La présente enquête s’inscrit dans les réflexions contenues dans le document BCU Lausanne 2035 qui visait à établir, selon son sous-titre, « les besoins de la BCU Lausanne pour les 25 ans à venir », en fonction notamment de l’évolution des contextes technologique, économique et socioculturel(5). Au travers de sa mission académique, la bibliothèque universitaire se perçoit aujourd’hui comme étant active dans un environnement en constante évolution. La compréhension des changements d’attentes ou des « besoins » des publics est désormais perçue comme un élément indispensable pour le pilotage de l’institution. Avec ses visées d’extension et une demande d’horaires étendus formulée par l’Université de Lausanne (UNIL), la BCUL voulait cerner de manière précise l’utilisation et ses possibles changements, afin de mieux appréhender les défis des prochaines décennies.
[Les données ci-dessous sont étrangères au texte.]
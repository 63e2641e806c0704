pub mod book;
pub mod cache;
pub mod config;
pub mod error;
pub mod page;
pub mod paginator;
pub mod reader;
pub mod reveal;
pub mod session;
pub mod translator;
pub mod transliterate;

// Re-export main types for convenient access
pub use book::Book;
pub use cache::{SharedTranslationCache, TranslationCache};
pub use config::{RevealConfig, DEFAULT_SEED};
pub use error::{DiglotError, Result, TranslationFailure};
pub use page::{DisplayWord, Page, WordKind};
pub use paginator::{paginate, paginate_text, words_from_text};

// Re-export reveal engine and its collaborators
pub use reveal::{FailedWord, IndexSampler, RevealEngine, RevealReport, SeededSampler};
pub use translator::{AsyncTranslator, Glossary, TimedTranslator, Translator};
pub use transliterate::{
    transliterate_opt, CyrillicTransliterator, IdentityTransliterator, Transliterator,
};

pub use session::{PageStats, ReadingSession, SessionStats};
// WHY: Translation services are network-bound and live outside the engine; the
// engine only sees a per-word call that either lands in the cache or fails

use crate::cache::SharedTranslationCache;
use crate::error::TranslationFailure;
use anyhow::{Context, Result};
use futures::future::{self, BoxFuture, FutureExt};
use std::collections::HashMap;
use std::path::Path;
use std::time::Duration;
use tokio::runtime::Handle;
use tracing::debug;

/// Synchronous seam the reveal engine calls for each accepted candidate.
///
/// On success a translation for `word` must be readable from the cache the
/// translator was built with, keyed by `word.to_lowercase()`.
pub trait Translator: Send + Sync {
    fn add_word(&self, word: &str) -> std::result::Result<(), TranslationFailure>;
}

/// A translation backend that returns the translation instead of caching it
pub trait AsyncTranslator: Send + Sync {
    fn translate<'a>(
        &'a self,
        word: &'a str,
    ) -> BoxFuture<'a, std::result::Result<String, TranslationFailure>>;
}

/// Bridges an [`AsyncTranslator`] into the [`Translator`] seam with a
/// per-word deadline, writing successes into the shared cache.
///
/// `add_word` blocks on the runtime handle, so it must run off the runtime's
/// worker threads (e.g. inside `spawn_blocking`).
pub struct TimedTranslator<A> {
    inner: A,
    cache: SharedTranslationCache,
    runtime: Handle,
    timeout: Duration,
}

impl<A: AsyncTranslator> TimedTranslator<A> {
    pub fn new(
        inner: A,
        cache: SharedTranslationCache,
        runtime: Handle,
        timeout: Duration,
    ) -> Self {
        Self {
            inner,
            cache,
            runtime,
            timeout,
        }
    }
}

impl<A: AsyncTranslator> Translator for TimedTranslator<A> {
    fn add_word(&self, word: &str) -> std::result::Result<(), TranslationFailure> {
        let request = tokio::time::timeout(self.timeout, self.inner.translate(word));
        let translated = match self.runtime.block_on(request) {
            Ok(result) => result?,
            Err(_) => {
                return Err(TranslationFailure::NetworkFailure(format!(
                    "timed out after {}ms",
                    self.timeout.as_millis()
                )))
            }
        };
        debug!("Translated {:?} -> {:?}", word, translated);
        self.cache.add_translation(word.to_lowercase(), &translated);
        Ok(())
    }
}

/// In-memory word list translator, keyed by lowercased source word
#[derive(Debug, Default, Clone)]
pub struct Glossary {
    entries: HashMap<String, String>,
}

impl Glossary {
    pub fn new<I, K, V>(entries: I) -> Self
    where
        I: IntoIterator<Item = (K, V)>,
        K: AsRef<str>,
        V: Into<String>,
    {
        Self {
            entries: entries
                .into_iter()
                .map(|(k, v)| (k.as_ref().to_lowercase(), v.into()))
                .collect(),
        }
    }

    /// Parse a JSON object of `"source": "translation"` pairs
    pub fn from_json_str(json: &str) -> Result<Self> {
        let entries: HashMap<String, String> =
            serde_json::from_str(json).context("glossary must be a JSON object of strings")?;
        Ok(Self::new(entries))
    }

    pub async fn load(path: impl AsRef<Path>) -> Result<Self> {
        let path = path.as_ref();
        let content = tokio::fs::read_to_string(path)
            .await
            .with_context(|| format!("Failed to read glossary {}", path.display()))?;
        let glossary = Self::from_json_str(&content)
            .with_context(|| format!("Failed to parse glossary {}", path.display()))?;
        debug!("Loaded {} glossary entries from {}", glossary.len(), path.display());
        Ok(glossary)
    }

    pub fn lookup(&self, word: &str) -> Option<&str> {
        self.entries.get(&word.to_lowercase()).map(String::as_str)
    }

    pub fn len(&self) -> usize {
        self.entries.len()
    }

    pub fn is_empty(&self) -> bool {
        self.entries.is_empty()
    }
}

impl AsyncTranslator for Glossary {
    fn translate<'a>(
        &'a self,
        word: &'a str,
    ) -> BoxFuture<'a, std::result::Result<String, TranslationFailure>> {
        let result = self.lookup(word).map(str::to_string).ok_or_else(|| {
            TranslationFailure::ServiceError(format!("no glossary entry for {word:?}"))
        });
        future::ready(result).boxed()
    }
}
//! Typed argument values
//!
//! An [`Argument`] is what a caller supplies for a constructor parameter
//! before it is encoded into bytes.

use serde::{Deserialize, Serialize};
use std::fmt::{self, Display, Formatter};

/// Caller-supplied constructor argument
///
/// Deserializes from a plain JSON/YAML scalar: numbers become
/// [`Argument::Number`], booleans [`Argument::Boolean`] and strings are
/// decoded as lowercase or uppercase hex into [`Argument::Bytes`].
#[derive(Debug, Clone, PartialEq, Eq, Hash, Serialize, Deserialize)]
#[serde(try_from = "RawArgument", into = "RawArgument")]
pub enum Argument {
    /// Signed integer
    Number(i64),
    /// Boolean flag
    Boolean(bool),
    /// Raw bytes (hex in documents)
    Bytes(Vec<u8>),
}

impl Argument {
    /// Build a bytes argument from a hex string
    ///
    /// # Errors
    /// Returns error if `s` is not valid hex
    pub fn from_hex(s: &str) -> Result<Self, hex::FromHexError> {
        hex::decode(s).map(Self::Bytes)
    }

    /// Short name of the value kind, used in error messages
    #[inline]
    #[must_use]
    pub const fn kind(&self) -> &'static str {
        match self {
            Self::Number(_) => "number",
            Self::Boolean(_) => "boolean",
            Self::Bytes(_) => "bytes",
        }
    }
}

impl Display for Argument {
    fn fmt(&self, f: &mut Formatter<'_>) -> fmt::Result {
        match self {
            Self::Number(n) => write!(f, "{n}"),
            Self::Boolean(b) => write!(f, "{b}"),
            Self::Bytes(bytes) => write!(f, "0x{}", hex::encode(bytes)),
        }
    }
}

impl From<i64> for Argument {
    fn from(value: i64) -> Self {
        Self::Number(value)
    }
}

impl From<bool> for Argument {
    fn from(value: bool) -> Self {
        Self::Boolean(value)
    }
}

impl From<Vec<u8>> for Argument {
    fn from(value: Vec<u8>) -> Self {
        Self::Bytes(value)
    }
}

impl From<&[u8]> for Argument {
    fn from(value: &[u8]) -> Self {
        Self::Bytes(value.to_vec())
    }
}

/// Untyped document scalar
#[derive(Serialize, Deserialize)]
#[serde(untagged)]
enum RawArgument {
    Boolean(bool),
    Number(i64),
    Hex(String),
}

impl TryFrom<RawArgument> for Argument {
    type Error = hex::FromHexError;

    fn try_from(raw: RawArgument) -> Result<Self, Self::Error> {
        match raw {
            RawArgument::Boolean(b) => Ok(Self::Boolean(b)),
            RawArgument::Number(n) => Ok(Self::Number(n)),
            RawArgument::Hex(s) => Self::from_hex(&s),
        }
    }
}

impl From<Argument> for RawArgument {
    fn from(arg: Argument) -> Self {
        match arg {
            Argument::Number(n) => Self::Number(n),
            Argument::Boolean(b) => Self::Boolean(b),
            Argument::Bytes(bytes) => Self::Hex(hex::encode(bytes)),
        }
    }
}
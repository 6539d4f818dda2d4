//! Testing utilities for covenant workspace
//!
//! Shared fixtures and proptest strategies.

#![allow(missing_docs)]

use covenant_artifact::{export_artifact, Artifact, ArtifactFunction, Binding, Parameter};
use covenant_primitive::{Argument, PrimitiveType};
use proptest::prelude::*;
use serde_json::json;
use std::path::{Path, PathBuf};

/// Two number inputs `a`, `b`, referenced from two functions
pub fn pair_artifact() -> Artifact {
    Artifact::new("Pair")
        .with_constructor_input(Parameter::new("a", PrimitiveType::Number))
        .with_constructor_input(Parameter::new("b", PrimitiveType::Number))
        .with_function(ArtifactFunction::new("sum").with_asm(["$a", "$b", "OP_ADD", "OP_VERIFY"]))
        .with_function(ArtifactFunction::new("onlyA").with_asm(["$a", "OP_EQUAL"]))
}

/// Realistic timelocked vault with requirements and function inputs
pub fn vault_artifact() -> Artifact {
    Artifact::new("Vault")
        .with_constructor_input(Parameter::new("owner", PrimitiveType::XOnlyPubKey))
        .with_constructor_input(Parameter::new("recovery", PrimitiveType::XOnlyPubKey))
        .with_constructor_input(Parameter::new("delay", PrimitiveType::Number))
        .with_function(
            ArtifactFunction::new("spend")
                .with_input(Parameter::new("ownerSig", PrimitiveType::Signature))
                .with_requirement(json!({"type": "input", "atIndex": 0}))
                .with_asm(["$owner", "OP_CHECKSIG"]),
        )
        .with_function(
            ArtifactFunction::new("recover")
                .with_input(Parameter::new("recoverySig", PrimitiveType::Signature))
                .with_requirement(json!({"type": "older", "expected": "$delay"}))
                .with_asm([
                    "$delay",
                    "OP_CHECKSEQUENCEVERIFY",
                    "OP_DROP",
                    "$recovery",
                    "OP_CHECKSIG",
                ]),
        )
}

/// Export `artifact` as `dir/name`, returning the path
pub fn write_artifact(dir: &Path, name: &str, artifact: &Artifact) -> PathBuf {
    let path = dir.join(name);
    export_artifact(artifact, &path).unwrap();
    path
}

/// Name of the `i`-th generated constructor input
pub fn generated_name(i: usize) -> String {
    format!("p{i}")
}

/// Artifacts with 0..6 number inputs `p0, p1, ...`
///
/// Instructions mix placeholders, literals and near-miss decoys such as
/// `"$p0x"` and `"p0"`.
pub fn arb_artifact() -> impl Strategy<Value = Artifact> {
    (0usize..6).prop_flat_map(|inputs| {
        let mut vocabulary = vec![
            "OP_ADD".to_string(),
            "OP_CHECKSIG".to_string(),
            "$".to_string(),
        ];
        for i in 0..inputs {
            let name = generated_name(i);
            vocabulary.push(format!("${name}"));
            vocabulary.push(format!("${name}x"));
            vocabulary.push(name);
        }
        let body = prop::collection::vec(prop::sample::select(vocabulary), 0..12);
        prop::collection::vec(body, 0..4).prop_map(move |bodies| {
            let mut artifact = Artifact::new("Generated");
            for i in 0..inputs {
                artifact = artifact.with_constructor_input(Parameter::new(generated_name(i), PrimitiveType::Number));
            }
            for (i, asm) in bodies.into_iter().enumerate() {
                artifact = artifact.with_function(ArtifactFunction::new(format!("f{i}")).with_asm(asm));
            }
            artifact
        })
    })
}

/// A number value or a rename to a lowercase name (never a generated name)
pub fn arb_binding() -> impl Strategy<Value = Binding> {
    prop_oneof![
        any::<i64>().prop_map(|n| Binding::Value(Argument::Number(n))),
        "[a-z]{1,6}".prop_map(|new_name| Binding::Rename { new_name }),
    ]
}

/// Up to `max_len` optional bindings
pub fn arb_bindings(max_len: usize) -> impl Strategy<Value = Vec<Option<Binding>>> {
    prop::collection::vec(prop::option::of(arb_binding()), 0..=max_len)
}
//! Instruction token rewriting
//!
//! Exact-match substitution of instruction tokens. Only `asm` is touched;
//! function inputs and requirements pass through unchanged.

use crate::model::ArtifactFunction;

/// First character of every placeholder token
pub const PLACEHOLDER_PREFIX: char = '$';

/// Placeholder token for a parameter name (`"$" + name`)
#[inline]
#[must_use]
pub fn placeholder(name: &str) -> String {
    format!("{PLACEHOLDER_PREFIX}{name}")
}

/// Replace every token equal to `target` with `replacement`
///
/// Matching is exact string equality: a rewrite targeting `"$foobar"` never
/// touches `"$foo"`, and vice versa. Token order is preserved.
///
/// # Performance
/// O(n) where n = number of instruction tokens
#[must_use]
pub fn replace_token(function: &ArtifactFunction, target: &str, replacement: &str) -> ArtifactFunction {
    ArtifactFunction {
        name: function.name.clone(),
        function_inputs: function.function_inputs.clone(),
        require: function.require.clone(),
        asm: function
            .asm
            .iter()
            .map(|token| {
                if token == target {
                    replacement.to_string()
                } else {
                    token.clone()
                }
            })
            .collect(),
    }
}

/// Apply [`replace_token`] to every function
///
/// Functions that do not contain `target` are cloned as-is.
#[must_use]
pub fn rewrite_functions(
    functions: &[ArtifactFunction],
    target: &str,
    replacement: &str,
) -> Vec<ArtifactFunction> {
    functions
        .iter()
        .map(|f| {
            if f.contains_token(target) {
                replace_token(f, target, replacement)
            } else {
                f.clone()
            }
        })
        .collect()
}

#[cfg(test)]
mod tests {
    use super::*;
    use crate::model::{Parameter, Requirement};
    use covenant_primitive::PrimitiveType;
    use serde_json::json;

    fn function() -> ArtifactFunction {
        ArtifactFunction::new("f")
            .with_input(Parameter::new("$foo", PrimitiveType::Bytes))
            .with_requirement(Requirement(json!({"type": "output", "expected": "$foo"})))
            .with_asm(["$foo", "OP_SWAP", "$foobar", "$foo", "foo"])
    }

    #[test]
    fn placeholder_prefixes_dollar() {
        assert_eq!(placeholder("owner"), "$owner");
        assert_eq!(placeholder(""), "$");
    }

    #[test]
    fn replaces_every_exact_match() {
        let out = replace_token(&function(), "$foo", "00ff");
        assert_eq!(out.asm, vec!["00ff", "OP_SWAP", "$foobar", "00ff", "foo"]);
    }

    #[test]
    fn longer_target_leaves_prefix_token_alone() {
        let out = replace_token(&function(), "$foobar", "aa");
        assert_eq!(out.asm, vec!["$foo", "OP_SWAP", "aa", "$foo", "foo"]);
    }

    #[test]
    fn inputs_and_requirements_untouched() {
        let before = function();
        let out = replace_token(&before, "$foo", "00");
        assert_eq!(out.name, before.name);
        assert_eq!(out.function_inputs, before.function_inputs);
        assert_eq!(out.require, before.require);
    }

    #[test]
    fn no_match_is_identity() {
        let before = function();
        assert_eq!(replace_token(&before, "$missing", "00"), before);
    }

    #[test]
    fn rewrite_functions_visits_all() {
        let functions = vec![
            function(),
            ArtifactFunction::new("g").with_asm(["OP_1"]),
            ArtifactFunction::new("h").with_asm(["$foo"]),
        ];
        let out = rewrite_functions(&functions, "$foo", "$bar");
        assert_eq!(out.len(), 3);
        assert_eq!(out[0].count_token("$bar"), 2);
        assert_eq!(out[1], functions[1]);
        assert_eq!(out[2].asm, vec!["$bar"]);
        assert!(functions[0].contains_token("$foo"));
    }
}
D’une manière générale, il a été constaté que l’usage des locaux et équipements est plus marqué que celui des collections et que l’usage des collections en bibliothèque diminue ou se modifie (report sur le virtuel), tout comme la fréquentation elle-même des bibliothèques (report sur les espaces extra muros).
L’objectif de cette nouvelle étude était donc de décrire pour les deux sites universitaires de la BCUL à Dorigny, dans l’idée de « tableaux de bord » à répéter périodiquement, le degré d’utilisation de ses prestations (physiques ou virtuelles), la satisfaction à leur propos et les attentes de la part de la communauté universitaire(6).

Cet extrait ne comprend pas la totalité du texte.